Problem
In the data that follows, find the line with "pub const STATE_MAX_AGE_SECS: i64 = 600;"; transcribe it, every later line up to the one with "pub fn new(secret_b64: &str)", and that line as well, exactly and with no others.

Supplied records
»»
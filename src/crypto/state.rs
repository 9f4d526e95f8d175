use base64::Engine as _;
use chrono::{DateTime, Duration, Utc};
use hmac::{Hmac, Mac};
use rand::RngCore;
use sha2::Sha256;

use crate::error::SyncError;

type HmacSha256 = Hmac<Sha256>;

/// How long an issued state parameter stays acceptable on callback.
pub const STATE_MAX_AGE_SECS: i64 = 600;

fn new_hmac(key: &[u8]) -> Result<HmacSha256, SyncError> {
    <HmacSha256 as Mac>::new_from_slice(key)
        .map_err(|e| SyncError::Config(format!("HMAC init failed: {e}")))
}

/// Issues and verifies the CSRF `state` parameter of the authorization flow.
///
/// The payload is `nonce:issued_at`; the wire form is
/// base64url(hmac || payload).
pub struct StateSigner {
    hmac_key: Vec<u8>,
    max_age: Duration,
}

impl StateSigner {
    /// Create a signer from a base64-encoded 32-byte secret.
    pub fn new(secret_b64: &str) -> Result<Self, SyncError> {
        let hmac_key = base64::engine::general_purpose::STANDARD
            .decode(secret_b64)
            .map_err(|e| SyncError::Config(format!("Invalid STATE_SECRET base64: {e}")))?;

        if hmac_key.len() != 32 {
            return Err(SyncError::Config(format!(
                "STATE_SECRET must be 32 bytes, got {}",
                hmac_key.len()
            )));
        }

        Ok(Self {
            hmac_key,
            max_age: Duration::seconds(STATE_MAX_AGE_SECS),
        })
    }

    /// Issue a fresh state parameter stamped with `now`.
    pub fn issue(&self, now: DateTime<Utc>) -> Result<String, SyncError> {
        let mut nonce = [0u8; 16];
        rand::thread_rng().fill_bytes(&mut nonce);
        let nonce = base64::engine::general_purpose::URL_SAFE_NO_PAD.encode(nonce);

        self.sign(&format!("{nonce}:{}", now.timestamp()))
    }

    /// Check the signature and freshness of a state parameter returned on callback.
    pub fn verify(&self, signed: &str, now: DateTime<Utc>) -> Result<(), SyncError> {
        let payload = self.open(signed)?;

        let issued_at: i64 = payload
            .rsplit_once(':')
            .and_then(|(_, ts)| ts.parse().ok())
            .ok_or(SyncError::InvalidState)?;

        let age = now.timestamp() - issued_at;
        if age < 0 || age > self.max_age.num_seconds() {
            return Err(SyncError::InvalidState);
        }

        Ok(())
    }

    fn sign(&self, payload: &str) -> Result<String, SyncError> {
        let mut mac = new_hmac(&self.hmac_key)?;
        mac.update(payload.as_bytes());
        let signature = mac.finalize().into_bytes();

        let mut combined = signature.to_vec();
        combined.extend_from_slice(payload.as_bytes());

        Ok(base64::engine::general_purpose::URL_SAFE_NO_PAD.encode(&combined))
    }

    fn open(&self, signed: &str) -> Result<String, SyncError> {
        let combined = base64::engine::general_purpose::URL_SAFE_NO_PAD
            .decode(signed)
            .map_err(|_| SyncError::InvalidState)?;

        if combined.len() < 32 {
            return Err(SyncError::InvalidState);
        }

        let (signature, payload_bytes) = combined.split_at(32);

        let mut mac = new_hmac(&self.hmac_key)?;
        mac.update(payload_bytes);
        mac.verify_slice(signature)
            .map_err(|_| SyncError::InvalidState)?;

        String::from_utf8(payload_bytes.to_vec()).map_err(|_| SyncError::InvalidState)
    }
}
««
»»
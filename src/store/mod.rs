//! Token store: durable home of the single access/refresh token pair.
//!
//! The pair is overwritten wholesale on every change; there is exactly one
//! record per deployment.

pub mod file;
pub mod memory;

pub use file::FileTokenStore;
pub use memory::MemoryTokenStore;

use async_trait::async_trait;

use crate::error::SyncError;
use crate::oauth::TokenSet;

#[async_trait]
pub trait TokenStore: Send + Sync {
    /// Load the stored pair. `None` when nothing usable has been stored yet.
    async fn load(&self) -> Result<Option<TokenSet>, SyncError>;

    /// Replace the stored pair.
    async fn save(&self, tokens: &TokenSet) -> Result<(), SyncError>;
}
««
Answer section
pub const STATE_MAX_AGE_SECS: i64 = 600;

fn new_hmac(key: &[u8]) -> Result<HmacSha256, SyncError> {
    <HmacSha256 as Mac>::new_from_slice(key)
        .map_err(|e| SyncError::Config(format!("HMAC init failed: {e}")))
}

/// Issues and verifies the CSRF `state` parameter of the authorization flow.
///
/// The payload is `nonce:issued_at`; the wire form is
/// base64url(hmac || payload).
pub struct StateSigner {
    hmac_key: Vec<u8>,
    max_age: Duration,
}

impl StateSigner {
    /// Create a signer from a base64-encoded 32-byte secret.
    pub fn new(secret_b64: &str) -> Result<Self, SyncError> {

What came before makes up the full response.